Exercise description:
Below are records; output all of them exactly.

Extracted material:

BEGIN

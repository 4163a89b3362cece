//! Tracing setup for the `windgps` binary and tests.

use tracing::Level;
use tracing_subscriber::{fmt, prelude::*, EnvFilter};

/// How much the CLI logs.
#[derive(Debug, Clone, Copy, PartialEq, Eq, Default)]
pub enum Verbosity {
    /// Suppress all output except errors.
    Quiet,
    /// Normal output level (info and above).
    #[default]
    Normal,
    /// Verbose output (debug and above).
    Verbose,
    /// Very verbose output (trace level).
    Trace,
}

impl Verbosity {
    /// Most detailed level shown.
    #[must_use]
    pub fn to_level_filter(&self) -> Level {
        match self {
            Self::Quiet => Level::ERROR,
            Self::Normal => Level::INFO,
            Self::Verbose => Level::DEBUG,
            Self::Trace => Level::TRACE,
        }
    }
}

/// Install the stderr subscriber for the CLI.
///
/// `RUST_LOG`, when set, replaces the `windgps=<level>` filter derived from
/// `verbosity`. Stdout is left for run summaries and JSON.
pub fn init_logging(verbosity: Verbosity) {
    let env_filter = EnvFilter::try_from_default_env().unwrap_or_else(|_| {
        EnvFilter::new(format!("windgps={}", verbosity.to_level_filter()))
    });

    let subscriber = tracing_subscriber::registry().with(env_filter).with(
        fmt::layer()
            .with_writer(std::io::stderr)
            .with_target(true)
            .with_file(false)
            .with_line_number(false),
    );

    // A second call keeps the first subscriber
    let _ = subscriber.try_init();
}

/// Warnings and errors only, through the test writer.
#[cfg(test)]
pub fn init_test_logging() {
    let _ = tracing_subscriber::fmt()
        .with_env_filter("warn")
        .with_test_writer()
        .try_init();
}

END

Output of the exercise:
repository 4163a89b3362cece
//! Tracing setup for the `windgps` binary and tests.

use tracing::Level;
use tracing_subscriber::{fmt, prelude::*, EnvFilter};

/// How much the CLI logs.
#[derive(Debug, Clone, Copy, PartialEq, Eq, Default)]
pub enum Verbosity {
    /// Suppress all output except errors.
    Quiet,
    /// Normal output level (info and above).
    #[default]
    Normal,
    /// Verbose output (debug and above).
    Verbose,
    /// Very verbose output (trace level).
    Trace,
}

impl Verbosity {
    /// Most detailed level shown.
    #[must_use]
    pub fn to_level_filter(&self) -> Level {
        match self {
            Self::Quiet => Level::ERROR,
            Self::Normal => Level::INFO,
            Self::Verbose => Level::DEBUG,
            Self::Trace => Level::TRACE,
        }
    }
}

/// Install the stderr subscriber for the CLI.
///
/// `RUST_LOG`, when set, replaces the `windgps=<level>` filter derived from
/// `verbosity`. Stdout is left for run summaries and JSON.
pub fn init_logging(verbosity: Verbosity) {
    let env_filter = EnvFilter::try_from_default_env().unwrap_or_else(|_| {
        EnvFilter::new(format!("windgps={}", verbosity.to_level_filter()))
    });

    let subscriber = tracing_subscriber::registry().with(env_filter).with(
        fmt::layer()
            .with_writer(std::io::stderr)
            .with_target(true)
            .with_file(false)
            .with_line_number(false),
    );

    // A second call keeps the first subscriber
    let _ = subscriber.try_init();
}

/// Warnings and errors only, through the test writer.
#[cfg(test)]
pub fn init_test_logging() {
    let _ = tracing_subscriber::fmt()
        .with_env_filter("warn")
        .with_test_writer()
        .try_init();
}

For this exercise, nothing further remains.